The alternative to the use of a liquidated damages is to rely on the employer's right to claim general damages for a breach of contract. The employer might then be able to recover a greater sum than it might have stipulated as liquidated damages, but it will have to prove this loss has been suffered and that it flows from the breach in question. This could be difficult, time-consuming and expensive. Consequently, liquidated damages can save the employer time and money because it obviates the need to prove actual loss.
Case law has established that the liquidated damages clause in the JCT standard building contract operates as a ceiling on the contractor's liability because the employer will not be able to recover general damages instead and, certainly in the context of building contracts, if the liquidated damages provision fails any general damages the employer can recover is likely to be no more than it could have recovered as liquidated damages. So the advantage of the liquidated damages clause for the contractor is that it operates as a limitation on its liability for damages caused in the event of its delay, and provides a degree of certainty for costing purposes.
There are issues relating to the circumstances in which a liquidated damages provision may amount to a penalty and these would have to be reviewed whenever you are considering the level at which to set the rate of liquidated damages. It is clear, however, that subject to restrictions on the level of damages imposed, the law has developed towards the widespread use of such provisions, perhaps reflecting the fact that they offer advantages to employers and contractors over the position in common law, which requires proof of breach of contract and damages suffered.
It is therefore interesting to note that an option is available in a standard form contract to take the opposite course, and for the employer to choose to rely on recovery by way of general damages. This provision can be found in the GC/Works/3 Conditions of Contract for Mechanical and Electrical Engineering Works.

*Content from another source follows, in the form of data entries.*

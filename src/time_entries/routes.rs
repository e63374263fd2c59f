// src/time_entries/routes.rs

use axum::{routing::get, Router};

use super::handlers;

/// Create the time entry router
pub fn time_entries_routes() -> Router {
    Router::new().route(
        "/api/time-entry",
        get(handlers::list_time_entries).post(handlers::create_time_entry),
    )
}
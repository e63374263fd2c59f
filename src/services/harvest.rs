// src/services/harvest.rs
use reqwest::{Client, RequestBuilder, Response};
use serde_json::Value;
use thiserror::Error;
use tracing::{debug, error, warn};

use crate::common::config::HarvestConfig;
use crate::common::ApiError;

const ACCOUNT_ID_HEADER: &str = "Harvest-Account-Id";

#[derive(Debug, Error)]
pub enum HarvestError {
    #[error("Harvest rejected the access token (HTTP {0})")]
    Unauthorized(u16),

    #[error("Harvest API error: {0}")]
    Status(u16),

    #[error("HTTP request failed: {0}")]
    RequestFailed(String),

    #[error("Invalid response body: {0}")]
    InvalidResponse(String),
}

impl HarvestError {
    /// Maps to the local error taxonomy. `failure_message` is what the caller
    /// sees when the request itself broke.
    pub fn into_api_error(self, failure_message: &str) -> ApiError {
        match self {
            HarvestError::Unauthorized(status) => {
                warn!(status, "Harvest rejected session token");
                ApiError::Unauthenticated("Not authenticated with Harvest".to_string())
            }
            HarvestError::Status(status) => {
                warn!(status, "Harvest returned error status");
                ApiError::upstream(status, format!("Harvest API error: {}", status))
            }
            HarvestError::RequestFailed(_) | HarvestError::InvalidResponse(_) => {
                error!(error = %self, "{}", failure_message);
                ApiError::ServerError(failure_message.to_string())
            }
        }
    }
}

/// Thin bearer-authenticated client for the Harvest v2 REST API.
///
/// Every call is exactly one request; nothing is cached or retried.
pub struct HarvestClient {
    client: Client,
    base_url: String,
    account_id: Option<String>,
    user_agent: String,
}

impl HarvestClient {
    pub fn new(client: Client, config: &HarvestConfig) -> Self {
        Self {
            client,
            base_url: config.api_base_url.trim_end_matches('/').to_string(),
            account_id: config.account_id.clone(),
            user_agent: config.user_agent.clone(),
        }
    }

    fn url(&self, path: &str) -> String {
        format!("{}/{}", self.base_url, path.trim_start_matches('/'))
    }

    fn authorize(&self, request: RequestBuilder, token: &str) -> RequestBuilder {
        let request = request
            .bearer_auth(token)
            .header(reqwest::header::USER_AGENT, &self.user_agent);
        match &self.account_id {
            Some(account_id) => request.header(ACCOUNT_ID_HEADER, account_id),
            None => request,
        }
    }

    /// GETs a list resource and returns the array under `field`.
    /// An absent or `null` field yields an empty array.
    pub async fn list(&self, token: &str, path: &str, field: &str) -> Result<Value, HarvestError> {
        let url = self.url(path);
        debug!(url = %url, field, "Fetching Harvest list resource");

        let response = self
            .authorize(self.client.get(&url), token)
            .send()
            .await
            .map_err(|e| HarvestError::RequestFailed(e.to_string()))?;

        let body = Self::json_body(response).await?;
        Ok(extract_list(body, field))
    }

    /// POSTs `body` verbatim and returns the created resource verbatim.
    pub async fn create(&self, token: &str, path: &str, body: &Value) -> Result<Value, HarvestError> {
        let url = self.url(path);
        debug!(url = %url, "Creating Harvest resource");

        let response = self
            .authorize(self.client.post(&url), token)
            .json(body)
            .send()
            .await
            .map_err(|e| HarvestError::RequestFailed(e.to_string()))?;

        Self::json_body(response).await
    }

    async fn json_body(response: Response) -> Result<Value, HarvestError> {
        let status = response.status();
        if !status.is_success() {
            return Err(match status.as_u16() {
                401 | 403 => HarvestError::Unauthorized(status.as_u16()),
                other => HarvestError::Status(other),
            });
        }

        response
            .json::<Value>()
            .await
            .map_err(|e| HarvestError::InvalidResponse(e.to_string()))
    }
}

fn extract_list(mut body: Value, field: &str) -> Value {
    match body.get_mut(field).map(Value::take) {
        Some(Value::Null) | None => Value::Array(Vec::new()),
        Some(list) => list,
    }
}
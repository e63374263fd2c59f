// Application state shared across all modules

use reqwest::Client;
use std::sync::Arc;

use super::config::{AppConfig, SessionConfig};
use crate::services::{HarvestClient, OAuthService};

/// Immutable per-process state. Requests share nothing mutable.
pub struct AppState {
    pub session: SessionConfig,
    pub oauth: OAuthService,
    pub harvest: HarvestClient,
}

pub type SharedState = Arc<AppState>;

impl AppState {
    /// Wires both Harvest clients onto one pooled HTTP client.
    pub fn new(config: &AppConfig, http: Client) -> Self {
        Self {
            session: config.session.clone(),
            oauth: OAuthService::new(http.clone(), config.harvest.clone()),
            harvest: HarvestClient::new(http, &config.harvest),
        }
    }

    pub fn shared(self) -> SharedState {
        Arc::new(self)
    }
}
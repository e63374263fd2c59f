// src/common/run_mode.rs
//! Build/run mode detection.
//! Production mode marks the session cookie `Secure`.

use std::env;
use tracing::{info, warn};

#[derive(Debug, Clone, Copy, PartialEq, Eq)]
pub enum RunMode {
    Development,
    Production,
}

impl RunMode {
    /// Interprets an `APP_ENV` value. Anything other than `production`/`prod`
    /// is development.
    pub fn from_value(value: Option<&str>) -> Self {
        match value.map(|v| v.trim().to_lowercase()).as_deref() {
            Some("production") | Some("prod") => RunMode::Production,
            _ => RunMode::Development,
        }
    }

    pub fn is_production(self) -> bool {
        self == RunMode::Production
    }
}

/// Log run mode status on startup
pub fn print_run_mode_status(mode: RunMode) {
    match mode {
        RunMode::Production => info!("🔒 Production mode - session cookies are Secure"),
        RunMode::Development => {
            warn!("🔓 Development mode - session cookies are sent over plain HTTP");
        }
    }
}

/// CLI argument parsing for run mode
pub fn parse_run_mode_args<I>(args: I) -> Option<RunMode>
where
    I: IntoIterator<Item = String>,
{
    for arg in args {
        match arg.as_str() {
            "--dev" | "--development" => return Some(RunMode::Development),
            "--prod" | "--production" => return Some(RunMode::Production),
            _ => {}
        }
    }

    None
}

/// Override run mode from CLI args
pub fn apply_cli_override(mode: RunMode) -> RunMode {
    match parse_run_mode_args(env::args().skip(1)) {
        Some(cli_mode) => {
            info!(mode = ?cli_mode, "🔧 CLI override of APP_ENV");
            cli_mode
        }
        None => mode,
    }
}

Condition 55 of the GC/Works/3, which deals with damages for delay, offers the employer the option to use the usual liquidated damages provision but goes on to state that if the relevant provision in the appendix to the contract has not been specified, the contractor immediately becomes liable to the employer to pay damages, the level of which is to be assessed by the project manager and which comprises the actual loss suffered by the employer. The matter may subsequently be adjudicated or arbitrated between the parties. Presumably, this formulation is intended to avoid the difficulties and uncertainty that would otherwise arise if no rate is specified in the contract.
The guidance notes to the contract point out that for a public sector employer the proof of such loss or damage in financial terms is frequently difficult or in fact impossible and that therefore the liquidated damages provision should normally be used.
This certainly reflects my experience of public sector clients in such circumstances. Contractors should also, however, approach this clause with caution.
While assessment of the level of damage by the project manager would assist in the process, it may not prevent subsequent disputes from arising that will end up being adjudicated or referred to arbitration with the usual time and cost consequences for both parties.
Simon Lewis is a partner at solicitor Dickinson Dees in Newcastle upon Tyne.